#### What is required:
From the line below that contains "run_clippy()?;" to the line that contains "for set in FEATURE_SETS", repeat every line exactly, both ends included, and nothing else.

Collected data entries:
Segment Open

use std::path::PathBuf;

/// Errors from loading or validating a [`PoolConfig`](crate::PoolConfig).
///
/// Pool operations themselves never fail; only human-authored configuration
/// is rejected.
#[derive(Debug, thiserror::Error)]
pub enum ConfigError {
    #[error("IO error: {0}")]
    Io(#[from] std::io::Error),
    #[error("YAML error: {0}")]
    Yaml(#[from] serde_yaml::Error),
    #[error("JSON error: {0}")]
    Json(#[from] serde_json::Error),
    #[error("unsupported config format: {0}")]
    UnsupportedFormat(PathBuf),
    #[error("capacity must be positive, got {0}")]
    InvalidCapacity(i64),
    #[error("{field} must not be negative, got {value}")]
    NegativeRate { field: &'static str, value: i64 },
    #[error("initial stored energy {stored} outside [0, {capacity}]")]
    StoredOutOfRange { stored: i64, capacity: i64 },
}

Segment Closed
Segment Open

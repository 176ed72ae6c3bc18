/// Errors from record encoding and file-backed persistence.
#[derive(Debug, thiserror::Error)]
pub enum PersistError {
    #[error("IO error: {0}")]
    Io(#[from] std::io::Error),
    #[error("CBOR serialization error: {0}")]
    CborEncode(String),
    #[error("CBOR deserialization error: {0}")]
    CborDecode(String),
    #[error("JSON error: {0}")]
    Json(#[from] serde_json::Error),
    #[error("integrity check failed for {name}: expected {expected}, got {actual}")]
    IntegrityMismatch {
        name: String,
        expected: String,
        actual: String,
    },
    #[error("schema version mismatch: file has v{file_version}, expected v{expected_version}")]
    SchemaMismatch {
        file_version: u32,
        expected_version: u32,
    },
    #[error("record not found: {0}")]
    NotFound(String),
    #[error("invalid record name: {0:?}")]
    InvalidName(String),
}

Segment Closed
Segment Open

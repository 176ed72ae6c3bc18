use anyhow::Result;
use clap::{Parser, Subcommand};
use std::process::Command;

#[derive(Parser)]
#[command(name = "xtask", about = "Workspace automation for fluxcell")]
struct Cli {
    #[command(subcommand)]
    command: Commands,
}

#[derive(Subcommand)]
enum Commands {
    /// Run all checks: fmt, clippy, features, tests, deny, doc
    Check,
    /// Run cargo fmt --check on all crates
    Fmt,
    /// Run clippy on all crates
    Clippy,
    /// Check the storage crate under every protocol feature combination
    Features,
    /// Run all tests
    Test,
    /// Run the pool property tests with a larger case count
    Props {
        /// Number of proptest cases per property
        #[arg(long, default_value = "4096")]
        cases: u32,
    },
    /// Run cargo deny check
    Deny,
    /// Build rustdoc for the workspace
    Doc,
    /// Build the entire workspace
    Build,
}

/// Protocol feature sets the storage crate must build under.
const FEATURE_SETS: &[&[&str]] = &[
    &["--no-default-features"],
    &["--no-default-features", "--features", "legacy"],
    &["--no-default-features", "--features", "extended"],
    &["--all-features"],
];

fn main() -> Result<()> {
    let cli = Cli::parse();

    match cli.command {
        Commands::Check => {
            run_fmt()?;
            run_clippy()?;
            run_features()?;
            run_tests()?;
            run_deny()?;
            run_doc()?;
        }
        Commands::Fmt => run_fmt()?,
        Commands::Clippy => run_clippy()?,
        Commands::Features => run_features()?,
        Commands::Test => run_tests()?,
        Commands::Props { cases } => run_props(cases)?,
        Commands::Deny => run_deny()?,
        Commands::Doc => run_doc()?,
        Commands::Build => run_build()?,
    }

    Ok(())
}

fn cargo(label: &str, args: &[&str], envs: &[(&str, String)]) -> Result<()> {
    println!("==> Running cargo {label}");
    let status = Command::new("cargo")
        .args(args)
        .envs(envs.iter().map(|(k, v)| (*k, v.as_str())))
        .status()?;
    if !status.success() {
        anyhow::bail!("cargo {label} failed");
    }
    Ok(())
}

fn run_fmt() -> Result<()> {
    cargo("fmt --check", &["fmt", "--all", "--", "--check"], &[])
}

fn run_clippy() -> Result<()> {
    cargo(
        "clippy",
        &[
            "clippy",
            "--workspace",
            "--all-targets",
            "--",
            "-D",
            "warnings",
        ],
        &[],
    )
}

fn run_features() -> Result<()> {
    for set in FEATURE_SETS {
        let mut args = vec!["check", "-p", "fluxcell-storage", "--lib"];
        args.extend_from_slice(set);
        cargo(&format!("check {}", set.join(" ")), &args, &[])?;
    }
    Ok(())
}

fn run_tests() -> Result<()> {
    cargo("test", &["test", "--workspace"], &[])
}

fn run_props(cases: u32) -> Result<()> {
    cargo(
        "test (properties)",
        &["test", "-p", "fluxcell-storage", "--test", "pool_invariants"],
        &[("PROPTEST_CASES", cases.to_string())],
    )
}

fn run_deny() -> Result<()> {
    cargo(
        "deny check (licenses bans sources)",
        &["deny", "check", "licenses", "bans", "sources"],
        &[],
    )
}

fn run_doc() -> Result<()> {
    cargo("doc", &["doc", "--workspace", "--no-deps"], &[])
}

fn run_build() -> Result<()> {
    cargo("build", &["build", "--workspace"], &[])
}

Segment Closed

#### Answer for this exercise:
            run_clippy()?;
            run_features()?;
            run_tests()?;
            run_deny()?;
            run_doc()?;
        }
        Commands::Fmt => run_fmt()?,
        Commands::Clippy => run_clippy()?,
        Commands::Features => run_features()?,
        Commands::Test => run_tests()?,
        Commands::Props { cases } => run_props(cases)?,
        Commands::Deny => run_deny()?,
        Commands::Doc => run_doc()?,
        Commands::Build => run_build()?,
    }

    Ok(())
}

fn cargo(label: &str, args: &[&str], envs: &[(&str, String)]) -> Result<()> {
    println!("==> Running cargo {label}");
    let status = Command::new("cargo")
        .args(args)
        .envs(envs.iter().map(|(k, v)| (*k, v.as_str())))
        .status()?;
    if !status.success() {
        anyhow::bail!("cargo {label} failed");
    }
    Ok(())
}

fn run_fmt() -> Result<()> {
    cargo("fmt --check", &["fmt", "--all", "--", "--check"], &[])
}

fn run_clippy() -> Result<()> {
    cargo(
        "clippy",
        &[
            "clippy",
            "--workspace",
            "--all-targets",
            "--",
            "-D",
            "warnings",
        ],
        &[],
    )
}

fn run_features() -> Result<()> {
    for set in FEATURE_SETS {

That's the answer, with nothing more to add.